The small cysts detected in polycystic ovaries do not get any bigger; in fact they usually disappear only to be replaced by other similar cysts. They remain small (no bigger than 8mm) and do not require removal by surgery. Sometimes larger cysts (over 20mm) might release an egg. Only very large cysts (over 50mm) require surgery, and they can occur in any women, whether she has polycystic ovaries or not. There is no link between the cysts of polycystic ovaries and ovarian cancer. However, although the risk is still very rare, women with few or absent periods are at an increased risk of endometrial cancer. This can happen when the womb lining (endometrium) becomes too thick, regular shedding in the form of a period prevents this. If the endometrium appears thick or irregular on an ultrasound scan, a D&C (dilatation and curettage) operation might be advised.

Obese women with polycystic ovaries are also at a regular risk of heart disease – simply because excess weight is linked to a high blood pressure and excessive levels of cholesterol in the bloodstream, both known risk factors of heart disease.

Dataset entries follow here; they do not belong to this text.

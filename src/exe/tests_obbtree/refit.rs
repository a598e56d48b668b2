use glam::{Mat3, Vec3};
use rand::Rng;
use containers_obbtree::ObbTree;
use math_obbtree::OBB;
use crate::scenes::*;

#[test]
fn update_keeps_enclosure()
{
    let boxes = box_scene(606, 500, 40.0);
    let mut tree = ObbTree::<4>::new();
    tree.build_from_boxes(&boxes).unwrap();
    let heights: Vec<u32> = (0..boxes.len()).map(|e| tree.height(e)).collect();

    let mut rng = seeded(1);
    let mut current = boxes.clone();
    for _ in 0..300
    {
        let element = rng.random_range(0..boxes.len());
        let offset = Vec3::new(rng.random_range(-15.0..15.0), rng.random_range(-15.0..15.0), rng.random_range(-15.0..15.0));
        let moved = current[element].translated(offset);
        let moved = rotated(moved, Mat3::from_rotation_z(rng.random_range(-1.0..1.0)));
        assert!(tree.update(element, moved));
        current[element] = moved;
    }

    tree.validate().unwrap();
    for (element, obb) in current.iter().enumerate()
    {
        assert_eq!(tree.height(element), heights[element]);
        assert_eq!(tree.element_obb(element), obb);
        for node in ancestors(&tree, tree.leaf_of(element))
        {
            assert!(tree.node_obb(node).contains_obb(obb, 1e-2), "{node:?} no longer encloses element {element}");
        }

        let mut hits = Vec::new();
        tree.query(&mut hits, obb);
        assert!(hits.contains(&(element as u32)));
    }
}

#[test]
fn rebuild_after_updates_matches_fresh()
{
    let boxes = box_scene(12, 200, 30.0);
    let mut tree = ObbTree::<2>::new();
    tree.build_from_boxes(&boxes).unwrap();

    // fling one element far away, which loosens every ancestor up to the root
    let far = boxes[0].translated(Vec3::splat(500.0));
    assert!(tree.update(0, far));
    assert!(tree.node_obb(tree.root()).contains_obb(&far, 1e-2));

    let mut moved = boxes.clone();
    moved[0] = far;
    tree.build_from_boxes(&moved).unwrap();

    let mut fresh = ObbTree::<2>::new();
    fresh.build_from_boxes(&moved).unwrap();
    assert_eq!(tree.node_count(), fresh.node_count());
    for (a, b) in tree.nodes().iter().zip(fresh.nodes())
    {
        assert_eq!(a.obb, b.obb);
        assert_eq!(a.members(), b.members());
        assert_eq!(a.skip, b.skip);
    }
}

#[test]
fn update_keeps_inflated_margin()
{
    let radius = 0.4;
    // element boxes fit tight, only the tree is inflated
    let scene = point_scene(4242, 300, 25.0, 0.0);
    let mut tree = ObbTree::<4>::new();
    tree.build(&scene.boxes, &scene.clouds, radius).unwrap();

    let element = (0..scene.boxes.len()).find(|e| tree.node_member_count(tree.leaf_of(*e)) > 1).unwrap();
    let sibling = tree.node(tree.leaf_of(element)).members().iter()
        .map(|m| *m as usize)
        .find(|m| *m != element)
        .unwrap();

    let offset = Vec3::new(3.0, -2.0, 1.0);
    let mut clouds = scene.clouds.clone();
    for p in &mut clouds[element] { *p += offset; }
    assert!(tree.update(element, scene.boxes[element].translated(offset)));
    tree.validate().unwrap();

    // just inside the inflated margin around one of the sibling's points
    let mut hits = Vec::new();
    for p in &clouds[sibling]
    {
        for dir in [Vec3::X, Vec3::NEG_Y, Vec3::Z]
        {
            hits.clear();
            tree.query(&mut hits, &OBB::from_center_half(*p + dir * (radius * 0.9), Vec3::splat(0.01)));
            assert!(hits.contains(&(sibling as u32)), "sibling {sibling} lost its margin along {dir}");
        }
    }

    for (e, cloud) in clouds.iter().enumerate()
    {
        for node in ancestors(&tree, tree.leaf_of(e))
        {
            let obb = tree.node_obb(node);
            for p in cloud
            {
                for axis in 0..3
                {
                    for sign in [-1.0, 1.0]
                    {
                        let grown = *p + obb.axis(axis) * (sign * radius);
                        assert!(obb.contains_point(grown, 1e-3), "{node:?} misses {grown} of element {e}");
                    }
                }
            }
        }
    }
}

A high fiber, low fat and low sugar diet at a young age may help reduce those risks in later life- as will stopping smoking. Diabetes in later life, in which the body becomes unable to use sugar efficiently, is also associated with excess weight. Medication might be needed, but weight loss and a lower intake of carbohydrates will also help Indeed, being overweight is probably the cause of the greatest and most frequent problems for women with PCOS.